Omelia in occasione della festa della Presentazione di Nostro Signore Gesù Cristo
02-02-2013
Genova, Cattedrale di San Lorenzo,
2 febbraio 2013
Cari Fratelli e Sorelle nel Signore

Oggi, 2 febbraio, la Chiesa celebra la Giornata della Vita Consacrata. E’ l’occasione per esprimere l’affetto e la gratitudine per coloro che hanno risposto alla consacrazione nel segno dei consigli evangelici, e che sono presenti e operanti nella nostra Diocesi. La Chiesa vi è vicina e vi ringrazia non solo per i vostri specifici carismi e per i vostri molteplici servizi, ma innanzitutto per il segno grande della consacrazione, che esprime e manifesta il rapporto sponsale tra  Cristo-Capo e la Chiesa-Corpo di Cristo. C’è bisogno di questa profezia anche oggi, in una cultura per cui i legami sono sentiti come la negazione della libertà individuale, dello slancio vitale, della spontaneità soggettiva. E quindi la fedeltà – il per sempre – viene guardata come una prospettiva opprimente e impossibile. Per questo tutto sembra dover essere vissuto a tempo, per prova, per vedere se ci si sente soddisfatti – oggi si dice realizzati! -: consacrazione, sacerdozio, famiglia.
Alla base di tale allergia ai legami, sul piano antropologico troviamo il rifiuto del limite, del fatto che siamo creature limitate e che pertanto abbiamo bisogno gli uni degli altri, che dipendiamo gli uni dagli altri. Si respira il rifiuto del limite anziché la bellezza e l’elogio del limite. Sì elogio, perché il limite – fisico, affettivo, intellettuale, spirituale… – ci spinge ad uscire da noi stessi, ci costringe  a scontrarci con la nostra non autosufficienza, e così imparare ad entrare in comunicazione con gli altri non come nostro specchio e proiezione, ma come il terminale di relazioni vere e virtuose.
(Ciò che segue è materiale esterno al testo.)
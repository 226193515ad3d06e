//! Per-view orientation constraints.
//!
//! The registry is a plain map. It does not resolve anything by itself; the
//! [`Coordinator`](crate::Coordinator) wraps it and recomputes after every
//! mutation.

use std::collections::HashMap;
use std::fmt;

use uuid::Uuid;

use crate::orientation::OrientationMask;

/// Identifier for one mounted view that declares an orientation constraint.
///
/// Random UUID v4, so two views never collide even if they declare the same
/// mask.
///
/// ```
/// use interface_orientation::RegistrantId;
///
/// assert_ne!(RegistrantId::new(), RegistrantId::new());
/// ```
#[derive(Copy, Clone, Debug, PartialEq, Eq, Hash)]
pub struct RegistrantId(Uuid);

impl RegistrantId {
    /// Creates a fresh identifier.
    #[must_use]
    pub fn new() -> Self {
        Self(Uuid::new_v4())
    }

    /// Wraps an existing UUID, e.g. one the UI layer already keeps per view.
    #[must_use]
    pub const fn from_uuid(uuid: Uuid) -> Self {
        Self(uuid)
    }

    pub fn as_uuid(&self) -> &Uuid {
        &self.0
    }
}

impl Default for RegistrantId {
    fn default() -> Self {
        Self::new()
    }
}

impl fmt::Display for RegistrantId {
    fn fmt(&self, f: &mut fmt::Formatter<'_>) -> fmt::Result {
        self.0.fmt(f)
    }
}

/// Mapping from registrant to its declared mask.
#[derive(Clone, Debug, Default)]
pub struct Registry {
    entries: HashMap<RegistrantId, OrientationMask>,
}

impl Registry {
    pub fn new() -> Self {
        Self::default()
    }

    /// Insert or overwrite the mask for `id`, returning the previous mask.
    ///
    /// An empty mask is a caller bug. Debug builds panic; release builds
    /// treat it as [`unregister`](Self::unregister).
    pub fn register(&mut self, id: RegistrantId, mask: OrientationMask) -> Option<OrientationMask> {
        debug_assert!(!mask.is_empty(), "empty orientation mask registered for {id}");
        if mask.is_empty() {
            return self.unregister(id);
        }
        self.entries.insert(id, mask)
    }

    /// Remove `id`, returning its mask if it was registered.
    pub fn unregister(&mut self, id: RegistrantId) -> Option<OrientationMask> {
        self.entries.remove(&id)
    }

    pub fn get(&self, id: RegistrantId) -> Option<OrientationMask> {
        self.entries.get(&id).copied()
    }

    pub fn contains(&self, id: RegistrantId) -> bool {
        self.entries.contains_key(&id)
    }

    pub fn len(&self) -> usize {
        self.entries.len()
    }

    pub fn is_empty(&self) -> bool {
        self.entries.is_empty()
    }

    /// Intersect `base` with every registered mask.
    ///
    /// Intersection is associative and commutative, so the map's iteration
    /// order has no effect on the result.
    pub fn intersect_all(&self, base: OrientationMask) -> OrientationMask {
        self.entries.values().fold(base, |acc, &mask| acc & mask)
    }

    pub fn iter(&self) -> impl Iterator<Item = (RegistrantId, OrientationMask)> + '_ {
        self.entries.iter().map(|(&id, &mask)| (id, mask))
    }
}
Ci spinge a chiedere umilmente aiuto e a dare generosamente aiuto. Non è anche questa la dinamica molto umana, e per nulla poetica, della vita di fraternità comunque questa si svolga? Ebbene, Dio ha voluto rapportarsi con l’umanità con un legame d’amore nella forma eccellente della sponsalità, dove la fedeltà e l’unicità dell’amore si esprimono nella vita di famiglia e nella fecondità della vita. Gli uomini hanno bisogno di vedere questa radicalità d’amore che è fascino e impegno, gioia e tormento quotidiano. Hanno bisogno di vedere che è possibile perché, al fondo del proprio cuore spesso ingannato da culture distorte e interessate, sentono che questa è la propria casa, la patria della gioia vera nel tempo e nell’eternità.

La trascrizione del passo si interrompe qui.